- **What is expected**
Every line of the material below, from the top through the line with "use std::time::Duration;", should be reproduced exactly.
+--
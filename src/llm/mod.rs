//! LLM 层：客户端抽象与实现（OpenAI 兼容端点预设 / Mock）

pub mod mock;
pub mod openai;
pub mod providers;
pub mod traits;

pub use mock::MockLlmClient;
pub use openai::{OpenAiClient, TokenUsage};
pub use providers::{ProviderPreset, DEEPSEEK, DEEPSEEK_CHAT, GEMINI, GEMINI_FLASH_LITE};
pub use traits::{Completion, LlmClient, LlmError, ToolCall, ToolSpec};
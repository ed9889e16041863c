//! Google REST 公共层：带 Bearer token 的 GET / POST / DELETE，统一错误映射

use std::sync::Arc;
use std::time::Duration;

use reqwest::{Client, RequestBuilder, Response};
use serde::de::DeserializeOwned;
use serde::Serialize;

use crate::services::{CredentialProvider, ServiceError};

/// 错误响应体写入错误信息时的最大字符数
const ERROR_BODY_CHARS: usize = 300;

/// 共享的 HTTP 客户端与凭据，Gmail / Calendar / Drive 各持一份克隆
#[derive(Clone)]
pub struct GoogleApi {
    http: Client,
    credentials: Arc<dyn CredentialProvider>,
}

impl GoogleApi {
    pub fn new(credentials: Arc<dyn CredentialProvider>, timeout_secs: u64) -> Self {
        let http = Client::builder()
            .timeout(Duration::from_secs(timeout_secs))
            .build()
            .unwrap_or_default();
        Self { http, credentials }
    }

    async fn authorized(&self, builder: RequestBuilder) -> Result<Response, ServiceError> {
        let token = self.credentials.access_token().await?;
        let resp = builder.bearer_auth(token).send().await?;
        check_status(resp).await
    }

    pub async fn get_json<T, Q>(&self, url: &str, query: &Q) -> Result<T, ServiceError>
    where
        T: DeserializeOwned,
        Q: Serialize + ?Sized,
    {
        let resp = self.authorized(self.http.get(url).query(query)).await?;
        Ok(resp.json().await?)
    }

    pub async fn get_text<Q>(&self, url: &str, query: &Q) -> Result<String, ServiceError>
    where
        Q: Serialize + ?Sized,
    {
        let resp = self.authorized(self.http.get(url).query(query)).await?;
        Ok(resp.text().await?)
    }

    pub async fn post_json<T, B>(&self, url: &str, body: &B) -> Result<T, ServiceError>
    where
        T: DeserializeOwned,
        B: Serialize + ?Sized,
    {
        let resp = self.authorized(self.http.post(url).json(body)).await?;
        Ok(resp.json().await?)
    }

    pub async fn delete(&self, url: &str) -> Result<(), ServiceError> {
        self.authorized(self.http.delete(url)).await?;
        Ok(())
    }
}

async fn check_status(resp: Response) -> Result<Response, ServiceError> {
    let status = resp.status();
    if status.is_success() {
        return Ok(resp);
    }
    let body = resp.text().await.unwrap_or_default();
    Err(ServiceError::Status {
        status: status.as_u16(),
        body: body.chars().take(ERROR_BODY_CHARS).collect(),
    })
}
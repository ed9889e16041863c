//! 分词
//!
//! 中英文混合分词，供长期记忆、邮件与云盘文本的词法检索使用。
//! 含 CJK 字符时用 jieba-rs（搜索引擎模式），否则按空白切分并去掉首尾标点。

use std::collections::HashSet;
use std::sync::OnceLock;

use jieba_rs::Jieba;

static JIEBA: OnceLock<Jieba> = OnceLock::new();

fn get_jieba() -> &'static Jieba {
    JIEBA.get_or_init(Jieba::new)
}

/// 判断字符是否为 CJK（中日韩）字符
fn is_cjk(c: char) -> bool {
    matches!(c,
        '\u{4E00}'..='\u{9FFF}' |
        '\u{3400}'..='\u{4DBF}' |
        '\u{F900}'..='\u{FAFF}' |
        '\u{3040}'..='\u{309F}' |
        '\u{30A0}'..='\u{30FF}'
    )
}

/// 判断文本是否包含 CJK 字符
pub fn contains_cjk(text: &str) -> bool {
    text.chars().any(is_cjk)
}

/// 去掉英文词首尾的标点（"inbox?" -> "inbox"，"o'clock" 保持不变）
fn trim_punctuation(word: &str) -> &str {
    word.trim_matches(|c: char| !c.is_alphanumeric() && !is_cjk(c))
}

/// 分词：小写化，丢弃单字符英文词与纯标点
pub fn tokenize(text: &str) -> Vec<String> {
    let text = text.trim();
    if text.is_empty() {
        return Vec::new();
    }

    if contains_cjk(text) {
        get_jieba()
            .cut_for_search(text, true)
            .into_iter()
            .map(|s| trim_punctuation(s).to_lowercase())
            .filter(|s| s.chars().count() > 1 || s.chars().next().is_some_and(is_cjk))
            .collect()
    } else {
        text.split_whitespace()
            .map(|s| trim_punctuation(s).to_lowercase())
            .filter(|s| s.chars().count() > 1)
            .collect()
    }
}

/// 分词并返回词集合
pub fn tokenize_to_set(text: &str) -> HashSet<String> {
    tokenize(text).into_iter().collect()
}

/// 查询词对文档的覆盖分数：命中的查询词按长度开方加权，再按查询总权重归一化到 [0, 1]
pub fn query_coverage(query: &HashSet<String>, doc: &HashSet<String>) -> f32 {
    if query.is_empty() || doc.is_empty() {
        return 0.0;
    }
    let weight = |t: &String| (t.chars().count() as f32).sqrt();
    let total: f32 = query.iter().map(weight).sum();
    let hit: f32 = query.intersection(doc).map(weight).sum();
    if total > 0.0 {
        hit / total
    } else {
        0.0
    }
}
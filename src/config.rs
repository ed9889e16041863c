//! 应用配置：从 config/default.toml 与环境变量加载
//!
//! 加载顺序：先读 TOML 文件，再用环境变量 `JARVIS__*` 覆盖（双下划线表示嵌套，如 `JARVIS__LLM__PROVIDER=openai`）。
//! API Key 一律只从环境变量读取，不写入配置文件。

use std::path::PathBuf;

use serde::Deserialize;

/// 应用配置根（对应 config/default.toml 的顶层）
#[derive(Debug, Clone, Deserialize, Default)]
#[serde(default)]
pub struct AppConfig {
    pub app: AppSection,
    pub llm: LlmSection,
    pub memory: MemorySection,
    pub tools: ToolsSection,
    pub google: GoogleSection,
    pub web_search: WebSearchSection,
}

/// [app] 段：会话线程与用户标识、线程内保留的对话轮数
#[derive(Debug, Clone, Deserialize)]
#[serde(default)]
pub struct AppSection {
    pub name: String,
    pub thread_id: String,
    pub user_id: String,
    /// 当前线程保留的对话轮数（仅进程内，跨轮次的连续性交给长期记忆）
    pub max_context_turns: usize,
    /// 覆盖默认的 J.A.R.V.I.S. 系统提示词
    pub system_prompt: Option<String>,
}

impl Default for AppSection {
    fn default() -> Self {
        Self {
            name: "J.A.R.V.I.S.".to_string(),
            thread_id: "000".to_string(),
            user_id: "default".to_string(),
            max_context_turns: 20,
            system_prompt: None,
        }
    }
}

/// [llm] 段：后端选择
#[derive(Debug, Clone, Deserialize)]
#[serde(default)]
pub struct LlmSection {
    /// 后端：gemini / deepseek / openai / mock；无对应 API Key 时回退到 Mock
    pub provider: String,
    pub model: Option<String>,
    pub base_url: Option<String>,
    pub temperature: Option<f32>,
}

impl Default for LlmSection {
    fn default() -> Self {
        Self {
            provider: "gemini".to_string(),
            model: None,
            base_url: None,
            temperature: None,
        }
    }
}

/// [memory] 段：长期记忆后端
#[derive(Debug, Clone, Deserialize)]
#[serde(default)]
pub struct MemorySection {
    /// memory（进程内）/ sqlite
    pub backend: String,
    pub path: PathBuf,
    /// 每轮检索的记忆条数上限
    pub search_limit: usize,
    /// 进程内后端最多保留的条数
    pub max_entries: usize,
}

impl Default for MemorySection {
    fn default() -> Self {
        Self {
            backend: "sqlite".to_string(),
            path: PathBuf::from("data/memory.db"),
            search_limit: 5,
            max_entries: 1000,
        }
    }
}

/// [tools] 段：单次工具超时与各工具默认参数
#[derive(Debug, Clone, Deserialize)]
#[serde(default)]
pub struct ToolsSection {
    pub tool_timeout_secs: u64,
    pub mail_limit: usize,
    pub drive_limit: usize,
    pub calendar_limit: usize,
    pub calendar_days_ahead: i64,
    pub default_timezone: String,
}

impl Default for ToolsSection {
    fn default() -> Self {
        Self {
            tool_timeout_secs: 60,
            mail_limit: 5,
            drive_limit: 5,
            calendar_limit: 10,
            calendar_days_ahead: 30,
            default_timezone: "UTC".to_string(),
        }
    }
}

/// [google] 段：OAuth 授权文件
#[derive(Debug, Clone, Deserialize)]
#[serde(default)]
pub struct GoogleSection {
    /// 已授权的 token.json（含 refresh_token / client_id / client_secret）
    pub token_path: PathBuf,
    pub timeout_secs: u64,
}

impl Default for GoogleSection {
    fn default() -> Self {
        Self {
            token_path: PathBuf::from("token.json"),
            timeout_secs: 30,
        }
    }
}

/// [web_search] 段：Tavily -> Brave -> Serper 回退链
#[derive(Debug, Clone, Deserialize)]
#[serde(default)]
pub struct WebSearchSection {
    pub timeout_secs: u64,
    pub max_results: usize,
    /// 抓取网页正文时的最大字符数
    pub scrape_max_chars: usize,
}

impl Default for WebSearchSection {
    fn default() -> Self {
        Self {
            timeout_secs: 10,
            max_results: 5,
            scrape_max_chars: 8000,
        }
    }
}

/// 从 config 目录加载配置，环境变量 JARVIS__* 可覆盖
///
/// 1. 按顺序查找 config/default.toml、../config/default.toml、default.toml，找到则作为第一源
/// 2. 若传入 config_path 且文件存在，则追加该文件（可覆盖前面的键）
/// 3. 最后叠加环境变量 JARVIS__*（双下划线表示嵌套键）
pub fn load_config(config_path: Option<PathBuf>) -> Result<AppConfig, config::ConfigError> {
    let mut builder = config::Config::builder();

    let default_names = ["config/default", "../config/default", "default"];
    for name in default_names {
        let path = format!("{}.toml", name);
        if std::path::Path::new(&path).exists() {
            builder = builder.add_source(config::File::with_name(name).required(false));
            break;
        }
    }

    if let Some(ref path) = config_path {
        if path.exists() {
            builder = builder.add_source(config::File::from(path.clone()).required(false));
        }
    }

    builder = builder.add_source(
        config::Environment::with_prefix("JARVIS")
            .separator("__")
            .try_parsing(true),
    );

    builder.build()?.try_deserialize()
}

#[cfg(test)]
mod tests {
    use super::*;

    #[test]
    fn test_defaults() {
        let cfg = AppConfig::default();
        assert_eq!(cfg.app.thread_id, "000");
        assert_eq!(cfg.memory.search_limit, 5);
        assert_eq!(cfg.tools.calendar_days_ahead, 30);
        assert_eq!(cfg.llm.provider, "gemini");
    }

    #[test]
    fn test_load_explicit_file() {
        let dir = tempfile::tempdir().unwrap();
        let path = dir.path().join("jarvis.toml");
        std::fs::write(
            &path,
            "[app]\nuser_id = \"tony\"\n\n[memory]\nbackend = \"memory\"\nsearch_limit = 3\n",
        )
        .unwrap();

        let cfg = load_config(Some(path)).unwrap();
        assert_eq!(cfg.app.user_id, "tony");
        assert_eq!(cfg.app.thread_id, "000");
        assert_eq!(cfg.memory.backend, "memory");
        assert_eq!(cfg.memory.search_limit, 3);
    }
}
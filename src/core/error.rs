//! 错误类型
//!
//! AgentError 用于装配阶段（配置、注册表、存储初始化）；ToolError 是单次工具调用的失败原因，
//! 由 ToolExecutor 收集进 ToolResult，最终以行内文本呈现给用户，从不中断整轮对话。

use thiserror::Error;

use crate::llm::LlmError;
use crate::memory::MemoryError;
use crate::services::ServiceError;
use crate::tools::ToolKind;

/// 装配与运行过程中可向上传播的错误
#[derive(Error, Debug)]
pub enum AgentError {
    #[error("Config error: {0}")]
    ConfigError(String),

    #[error("LLM error: {0}")]
    LlmError(#[from] LlmError),

    #[error("Memory error: {0}")]
    MemoryError(#[from] MemoryError),

    #[error("Service error: {0}")]
    ServiceError(#[from] ServiceError),

    /// 同一工具重复注册（分发表在启动时构建，不允许后注册的覆盖先注册的）
    #[error("Duplicate tool registration: {0}")]
    DuplicateTool(ToolKind),
}

/// 单次工具调用失败的原因
#[derive(Error, Debug, Clone, PartialEq)]
pub enum ToolError {
    /// LLM 请求了注册表中不存在的工具
    #[error("Tool not found: {0}")]
    NotFound(String),

    #[error("Invalid arguments for {tool}: {reason}")]
    InvalidArguments { tool: String, reason: String },

    /// 外部服务未能初始化（如缺少授权），对应工具退化为固定提示
    #[error("{0} service not initialized")]
    ServiceUnavailable(&'static str),

    #[error("Tool timeout: {0}")]
    Timeout(String),

    #[error("{0}")]
    Failed(String),
}

impl From<ServiceError> for ToolError {
    fn from(e: ServiceError) -> Self {
        ToolError::Failed(e.to_string())
    }
}
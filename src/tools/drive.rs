//! drive.search：按关键词找文件、提取文本、对文本做检索

use std::sync::Arc;

use async_trait::async_trait;
use schemars::JsonSchema;
use serde::Deserialize;
use serde_json::Value;

use crate::core::ToolError;
use crate::memory::{retrieve_context, Document};
use crate::services::{DriveService, ServiceError};
use crate::tools::schema::{parse_args, schema_of};
use crate::tools::{Tool, ToolKind};

const SERVICE: &str = "Google Drive";
const NO_FILES: &str = "No files found.";
const RETRIEVAL_K: usize = 5;

#[derive(Debug, Deserialize, JsonSchema)]
struct DriveSearchArgs {
    /// The question to answer from the files
    query: String,
    /// Keywords the file text must contain (any of them)
    #[serde(default)]
    keywords: Vec<String>,
    #[serde(default)]
    limit: Option<usize>,
}

pub struct DriveSearchTool {
    service: Option<Arc<dyn DriveService>>,
    default_limit: usize,
}

impl DriveSearchTool {
    pub fn new(service: Option<Arc<dyn DriveService>>, default_limit: usize) -> Self {
        Self {
            service,
            default_limit,
        }
    }
}

#[async_trait]
impl Tool for DriveSearchTool {
    fn kind(&self) -> ToolKind {
        ToolKind::DriveSearch
    }

    fn description(&self) -> &str {
        "Find files in the user's Google Drive containing any of the keywords and return the passages most relevant to the query."
    }

    fn parameters_schema(&self) -> Value {
        schema_of::<DriveSearchArgs>()
    }

    async fn execute(&self, args: Value) -> Result<String, ToolError> {
        let args: DriveSearchArgs = parse_args(self.kind(), args)?;
        let service = self
            .service
            .as_ref()
            .ok_or(ToolError::ServiceUnavailable(SERVICE))?;

        let files = service
            .search_files(&args.keywords, args.limit.unwrap_or(self.default_limit))
            .await?;
        if files.is_empty() {
            return Ok(NO_FILES.to_string());
        }

        let mut docs = Vec::with_capacity(files.len());
        let mut notes = Vec::new();
        for file in &files {
            tracing::debug!(id = %file.id, name = %file.name, "drive file");
            match service.fetch_text(file).await {
                Ok(text) if !text.is_empty() => docs.push(Document::new(file.name.clone(), text)),
                Ok(_) => notes.push(format!("{} is empty", file.name)),
                Err(e @ ServiceError::Unsupported(_)) => notes.push(e.to_string()),
                Err(e) => {
                    tracing::warn!(name = %file.name, "drive download failed: {}", e);
                    notes.push(format!("Could not read {}: {}", file.name, e));
                }
            }
        }

        let mut out = retrieve_context(&docs, &args.query, RETRIEVAL_K);
        if !notes.is_empty() {
            if !out.is_empty() {
                out.push_str("\n\n");
            }
            out.push_str(&notes.join("\n"));
        }
        Ok(out)
    }
}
+--
- **Response to this exercise**
filename src/llm/mod.rs
//! LLM 层：客户端抽象与实现（OpenAI 兼容端点预设 / Mock）

pub mod mock;
pub mod openai;
pub mod providers;
pub mod traits;

pub use mock::MockLlmClient;
pub use openai::{OpenAiClient, TokenUsage};
pub use providers::{ProviderPreset, DEEPSEEK, DEEPSEEK_CHAT, GEMINI, GEMINI_FLASH_LITE};
pub use traits::{Completion, LlmClient, LlmError, ToolCall, ToolSpec};
repository ed9889e16041863c
//! Google REST 公共层：带 Bearer token 的 GET / POST / DELETE，统一错误映射

use std::sync::Arc;
use std::time::Duration;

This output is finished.